Information provided
○ ○ ○ ○
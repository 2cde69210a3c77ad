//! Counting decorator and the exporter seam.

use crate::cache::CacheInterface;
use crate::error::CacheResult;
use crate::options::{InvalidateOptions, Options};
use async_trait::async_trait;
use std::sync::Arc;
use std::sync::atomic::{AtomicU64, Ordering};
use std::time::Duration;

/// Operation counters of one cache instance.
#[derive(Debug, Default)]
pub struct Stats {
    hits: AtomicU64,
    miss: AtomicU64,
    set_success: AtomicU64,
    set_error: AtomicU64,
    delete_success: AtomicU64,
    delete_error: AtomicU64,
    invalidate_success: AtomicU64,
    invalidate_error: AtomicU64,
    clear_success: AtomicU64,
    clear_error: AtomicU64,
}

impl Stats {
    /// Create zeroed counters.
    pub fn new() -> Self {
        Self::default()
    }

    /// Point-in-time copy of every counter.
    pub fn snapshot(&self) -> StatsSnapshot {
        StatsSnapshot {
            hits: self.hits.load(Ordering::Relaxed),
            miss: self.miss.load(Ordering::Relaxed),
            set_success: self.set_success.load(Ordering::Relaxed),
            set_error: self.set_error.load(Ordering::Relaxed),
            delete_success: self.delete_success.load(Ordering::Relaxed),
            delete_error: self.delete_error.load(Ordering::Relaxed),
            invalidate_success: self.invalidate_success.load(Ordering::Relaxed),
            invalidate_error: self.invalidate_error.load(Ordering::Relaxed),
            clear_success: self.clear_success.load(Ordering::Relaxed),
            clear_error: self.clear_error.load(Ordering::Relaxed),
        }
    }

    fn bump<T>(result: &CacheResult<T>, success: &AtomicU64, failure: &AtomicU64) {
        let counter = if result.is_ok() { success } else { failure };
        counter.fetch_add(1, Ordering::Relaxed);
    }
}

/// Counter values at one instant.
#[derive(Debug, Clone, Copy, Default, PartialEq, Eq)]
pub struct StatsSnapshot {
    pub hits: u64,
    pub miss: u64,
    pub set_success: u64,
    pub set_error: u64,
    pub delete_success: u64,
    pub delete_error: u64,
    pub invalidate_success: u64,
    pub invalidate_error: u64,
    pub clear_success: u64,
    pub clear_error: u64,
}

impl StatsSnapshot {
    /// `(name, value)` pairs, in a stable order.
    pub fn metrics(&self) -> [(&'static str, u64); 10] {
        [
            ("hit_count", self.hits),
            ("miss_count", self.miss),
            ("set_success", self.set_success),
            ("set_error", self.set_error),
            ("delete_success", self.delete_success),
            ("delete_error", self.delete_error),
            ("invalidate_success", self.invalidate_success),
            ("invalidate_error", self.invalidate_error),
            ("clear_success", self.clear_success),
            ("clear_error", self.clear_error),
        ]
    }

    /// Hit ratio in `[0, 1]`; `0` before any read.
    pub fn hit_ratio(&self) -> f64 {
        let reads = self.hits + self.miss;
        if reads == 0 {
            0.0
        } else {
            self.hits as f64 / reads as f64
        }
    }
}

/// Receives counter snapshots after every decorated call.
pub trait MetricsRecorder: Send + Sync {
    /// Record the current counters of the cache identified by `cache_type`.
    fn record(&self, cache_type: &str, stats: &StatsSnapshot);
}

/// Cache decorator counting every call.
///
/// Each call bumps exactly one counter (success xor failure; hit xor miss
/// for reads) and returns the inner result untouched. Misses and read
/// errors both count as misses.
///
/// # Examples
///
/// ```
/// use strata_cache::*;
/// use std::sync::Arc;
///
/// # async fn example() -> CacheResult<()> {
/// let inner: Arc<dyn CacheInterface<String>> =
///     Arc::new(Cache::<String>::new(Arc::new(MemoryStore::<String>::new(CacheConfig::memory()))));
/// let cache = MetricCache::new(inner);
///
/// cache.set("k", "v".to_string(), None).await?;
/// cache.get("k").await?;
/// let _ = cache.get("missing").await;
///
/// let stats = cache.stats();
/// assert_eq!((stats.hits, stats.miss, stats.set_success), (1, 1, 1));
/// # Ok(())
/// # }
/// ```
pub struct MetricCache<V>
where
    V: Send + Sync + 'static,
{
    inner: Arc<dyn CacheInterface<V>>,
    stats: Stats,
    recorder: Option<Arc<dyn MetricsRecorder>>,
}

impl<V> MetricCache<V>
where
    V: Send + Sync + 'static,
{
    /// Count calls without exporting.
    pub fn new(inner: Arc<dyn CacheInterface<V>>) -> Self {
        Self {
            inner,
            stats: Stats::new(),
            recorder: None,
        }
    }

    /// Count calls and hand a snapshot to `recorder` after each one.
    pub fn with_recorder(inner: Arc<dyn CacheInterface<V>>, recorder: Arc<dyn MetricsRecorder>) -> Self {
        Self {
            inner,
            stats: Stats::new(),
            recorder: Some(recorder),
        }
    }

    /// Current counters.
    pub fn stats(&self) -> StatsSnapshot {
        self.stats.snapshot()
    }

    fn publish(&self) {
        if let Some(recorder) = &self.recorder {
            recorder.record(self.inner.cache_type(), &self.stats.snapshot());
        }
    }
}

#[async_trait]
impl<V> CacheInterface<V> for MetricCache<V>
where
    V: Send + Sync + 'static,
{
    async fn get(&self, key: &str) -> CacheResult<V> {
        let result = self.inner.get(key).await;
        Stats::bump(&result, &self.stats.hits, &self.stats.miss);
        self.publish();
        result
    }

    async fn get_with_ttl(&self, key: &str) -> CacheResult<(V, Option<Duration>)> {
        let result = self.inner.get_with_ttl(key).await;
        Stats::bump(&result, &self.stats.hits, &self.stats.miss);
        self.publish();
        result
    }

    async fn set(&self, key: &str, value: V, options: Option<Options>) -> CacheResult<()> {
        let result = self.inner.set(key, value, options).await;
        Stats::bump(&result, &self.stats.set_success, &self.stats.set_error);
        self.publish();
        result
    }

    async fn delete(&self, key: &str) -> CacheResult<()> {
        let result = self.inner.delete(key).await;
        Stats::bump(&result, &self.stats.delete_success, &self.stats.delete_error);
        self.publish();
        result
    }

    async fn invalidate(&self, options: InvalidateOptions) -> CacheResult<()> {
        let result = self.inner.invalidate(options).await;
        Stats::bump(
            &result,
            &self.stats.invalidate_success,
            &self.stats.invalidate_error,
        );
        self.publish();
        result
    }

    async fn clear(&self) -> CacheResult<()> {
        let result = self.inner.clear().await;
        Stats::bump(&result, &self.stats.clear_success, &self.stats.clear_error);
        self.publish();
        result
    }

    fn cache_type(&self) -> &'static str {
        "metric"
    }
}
○ ○ ○ ○
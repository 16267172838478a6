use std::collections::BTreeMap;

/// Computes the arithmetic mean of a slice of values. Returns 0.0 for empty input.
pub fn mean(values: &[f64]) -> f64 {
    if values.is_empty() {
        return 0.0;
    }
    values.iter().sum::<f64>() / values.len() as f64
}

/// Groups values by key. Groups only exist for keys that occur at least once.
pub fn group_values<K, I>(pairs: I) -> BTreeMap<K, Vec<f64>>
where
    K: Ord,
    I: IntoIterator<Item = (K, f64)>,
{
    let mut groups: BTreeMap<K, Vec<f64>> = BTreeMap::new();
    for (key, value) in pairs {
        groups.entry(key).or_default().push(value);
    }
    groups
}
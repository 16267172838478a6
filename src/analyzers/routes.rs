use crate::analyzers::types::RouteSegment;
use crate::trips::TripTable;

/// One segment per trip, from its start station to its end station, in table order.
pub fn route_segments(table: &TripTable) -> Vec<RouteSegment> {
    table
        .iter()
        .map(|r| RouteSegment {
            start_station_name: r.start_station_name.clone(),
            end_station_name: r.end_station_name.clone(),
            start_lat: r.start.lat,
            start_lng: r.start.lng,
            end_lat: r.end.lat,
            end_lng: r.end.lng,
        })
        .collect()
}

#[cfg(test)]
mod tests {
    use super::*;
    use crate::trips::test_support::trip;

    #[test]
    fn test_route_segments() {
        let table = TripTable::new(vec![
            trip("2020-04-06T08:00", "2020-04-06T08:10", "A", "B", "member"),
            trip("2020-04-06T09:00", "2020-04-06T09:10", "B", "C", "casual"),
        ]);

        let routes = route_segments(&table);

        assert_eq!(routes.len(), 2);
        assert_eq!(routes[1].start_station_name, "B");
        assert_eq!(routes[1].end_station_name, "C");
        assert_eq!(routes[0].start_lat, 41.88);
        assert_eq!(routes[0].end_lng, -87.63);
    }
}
○ ○ ○ ○
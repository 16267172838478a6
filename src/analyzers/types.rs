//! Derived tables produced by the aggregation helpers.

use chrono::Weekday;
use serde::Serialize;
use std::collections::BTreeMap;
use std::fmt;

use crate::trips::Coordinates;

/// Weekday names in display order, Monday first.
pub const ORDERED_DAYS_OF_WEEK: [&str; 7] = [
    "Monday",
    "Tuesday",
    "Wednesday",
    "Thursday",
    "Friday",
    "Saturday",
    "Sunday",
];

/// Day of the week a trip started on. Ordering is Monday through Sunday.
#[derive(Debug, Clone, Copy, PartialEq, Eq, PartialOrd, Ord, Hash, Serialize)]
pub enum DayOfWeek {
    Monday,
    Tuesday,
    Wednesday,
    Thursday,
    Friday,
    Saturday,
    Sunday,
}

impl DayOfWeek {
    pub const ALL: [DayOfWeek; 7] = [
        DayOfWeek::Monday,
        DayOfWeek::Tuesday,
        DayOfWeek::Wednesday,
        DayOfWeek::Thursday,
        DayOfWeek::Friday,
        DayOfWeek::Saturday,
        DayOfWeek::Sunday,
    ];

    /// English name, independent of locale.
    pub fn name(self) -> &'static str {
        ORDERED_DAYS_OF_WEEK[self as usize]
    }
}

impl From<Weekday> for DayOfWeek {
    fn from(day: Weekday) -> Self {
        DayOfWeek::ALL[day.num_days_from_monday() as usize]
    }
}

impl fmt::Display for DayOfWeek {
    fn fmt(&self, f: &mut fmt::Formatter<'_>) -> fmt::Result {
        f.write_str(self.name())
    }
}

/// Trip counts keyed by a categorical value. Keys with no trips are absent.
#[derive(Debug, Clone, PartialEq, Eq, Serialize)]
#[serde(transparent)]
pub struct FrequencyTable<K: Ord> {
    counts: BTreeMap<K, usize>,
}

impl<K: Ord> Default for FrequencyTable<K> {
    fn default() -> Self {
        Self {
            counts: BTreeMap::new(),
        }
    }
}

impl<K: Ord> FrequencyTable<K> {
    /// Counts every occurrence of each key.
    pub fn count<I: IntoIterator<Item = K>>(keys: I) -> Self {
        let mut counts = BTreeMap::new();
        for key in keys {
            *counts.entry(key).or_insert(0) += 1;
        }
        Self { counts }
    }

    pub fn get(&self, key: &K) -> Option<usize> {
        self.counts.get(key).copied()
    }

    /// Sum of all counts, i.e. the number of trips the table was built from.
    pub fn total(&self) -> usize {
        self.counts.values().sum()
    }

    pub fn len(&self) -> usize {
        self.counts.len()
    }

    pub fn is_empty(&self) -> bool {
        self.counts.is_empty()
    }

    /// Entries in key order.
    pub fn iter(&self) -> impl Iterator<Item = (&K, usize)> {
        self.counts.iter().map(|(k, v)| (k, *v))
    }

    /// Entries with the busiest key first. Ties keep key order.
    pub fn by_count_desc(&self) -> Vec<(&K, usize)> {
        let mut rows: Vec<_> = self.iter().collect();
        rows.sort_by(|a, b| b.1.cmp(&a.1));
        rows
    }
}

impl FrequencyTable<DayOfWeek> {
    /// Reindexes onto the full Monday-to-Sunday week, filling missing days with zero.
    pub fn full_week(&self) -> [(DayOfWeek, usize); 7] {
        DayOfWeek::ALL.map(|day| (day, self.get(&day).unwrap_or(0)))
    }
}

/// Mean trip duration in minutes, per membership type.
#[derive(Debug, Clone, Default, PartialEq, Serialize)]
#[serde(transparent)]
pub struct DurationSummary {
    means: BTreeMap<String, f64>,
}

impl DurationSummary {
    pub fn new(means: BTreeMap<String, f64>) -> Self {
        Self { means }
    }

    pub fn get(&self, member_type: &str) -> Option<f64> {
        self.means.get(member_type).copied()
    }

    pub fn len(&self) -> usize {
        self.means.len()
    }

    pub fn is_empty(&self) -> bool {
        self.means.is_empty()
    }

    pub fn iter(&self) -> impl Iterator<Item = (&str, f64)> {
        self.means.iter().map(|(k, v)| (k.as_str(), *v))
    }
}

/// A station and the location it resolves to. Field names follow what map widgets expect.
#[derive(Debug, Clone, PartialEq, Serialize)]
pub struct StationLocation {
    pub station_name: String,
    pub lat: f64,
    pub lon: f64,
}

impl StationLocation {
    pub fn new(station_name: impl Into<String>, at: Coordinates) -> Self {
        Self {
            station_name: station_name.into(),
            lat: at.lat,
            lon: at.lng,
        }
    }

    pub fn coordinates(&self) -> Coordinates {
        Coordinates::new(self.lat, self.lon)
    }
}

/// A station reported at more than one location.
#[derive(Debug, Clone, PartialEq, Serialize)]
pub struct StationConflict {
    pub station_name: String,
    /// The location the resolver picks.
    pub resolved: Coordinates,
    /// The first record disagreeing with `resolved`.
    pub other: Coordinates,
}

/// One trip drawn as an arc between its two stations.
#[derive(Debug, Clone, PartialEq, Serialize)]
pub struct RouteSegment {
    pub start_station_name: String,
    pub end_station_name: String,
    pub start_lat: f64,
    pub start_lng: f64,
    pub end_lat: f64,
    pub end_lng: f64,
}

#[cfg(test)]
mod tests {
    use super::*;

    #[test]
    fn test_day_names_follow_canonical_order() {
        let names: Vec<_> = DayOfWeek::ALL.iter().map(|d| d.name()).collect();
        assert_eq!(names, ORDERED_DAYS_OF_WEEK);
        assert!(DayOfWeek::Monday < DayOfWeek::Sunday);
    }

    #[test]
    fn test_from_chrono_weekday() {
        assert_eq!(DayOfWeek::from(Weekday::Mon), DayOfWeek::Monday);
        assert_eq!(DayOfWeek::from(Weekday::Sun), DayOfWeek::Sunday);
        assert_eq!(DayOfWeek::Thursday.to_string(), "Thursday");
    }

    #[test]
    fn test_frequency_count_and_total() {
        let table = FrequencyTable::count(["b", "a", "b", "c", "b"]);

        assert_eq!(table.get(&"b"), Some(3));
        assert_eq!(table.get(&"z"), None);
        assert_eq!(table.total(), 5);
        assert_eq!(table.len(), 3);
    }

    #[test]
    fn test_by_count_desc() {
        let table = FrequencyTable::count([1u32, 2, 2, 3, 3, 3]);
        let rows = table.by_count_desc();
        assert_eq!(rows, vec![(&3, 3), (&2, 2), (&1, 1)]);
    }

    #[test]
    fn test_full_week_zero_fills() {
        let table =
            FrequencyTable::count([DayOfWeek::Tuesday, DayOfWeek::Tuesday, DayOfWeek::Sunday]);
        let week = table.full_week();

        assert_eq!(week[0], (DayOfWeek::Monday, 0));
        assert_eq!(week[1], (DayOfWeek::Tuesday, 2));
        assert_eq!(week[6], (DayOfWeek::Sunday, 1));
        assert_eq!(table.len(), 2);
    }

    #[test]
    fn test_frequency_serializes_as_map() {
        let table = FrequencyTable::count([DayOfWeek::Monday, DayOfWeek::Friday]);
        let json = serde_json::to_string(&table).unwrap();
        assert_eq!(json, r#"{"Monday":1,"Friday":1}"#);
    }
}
○ ○ ○ ○
Looking at the material above, say how many of its lines hold the word "time", giving only the number.

2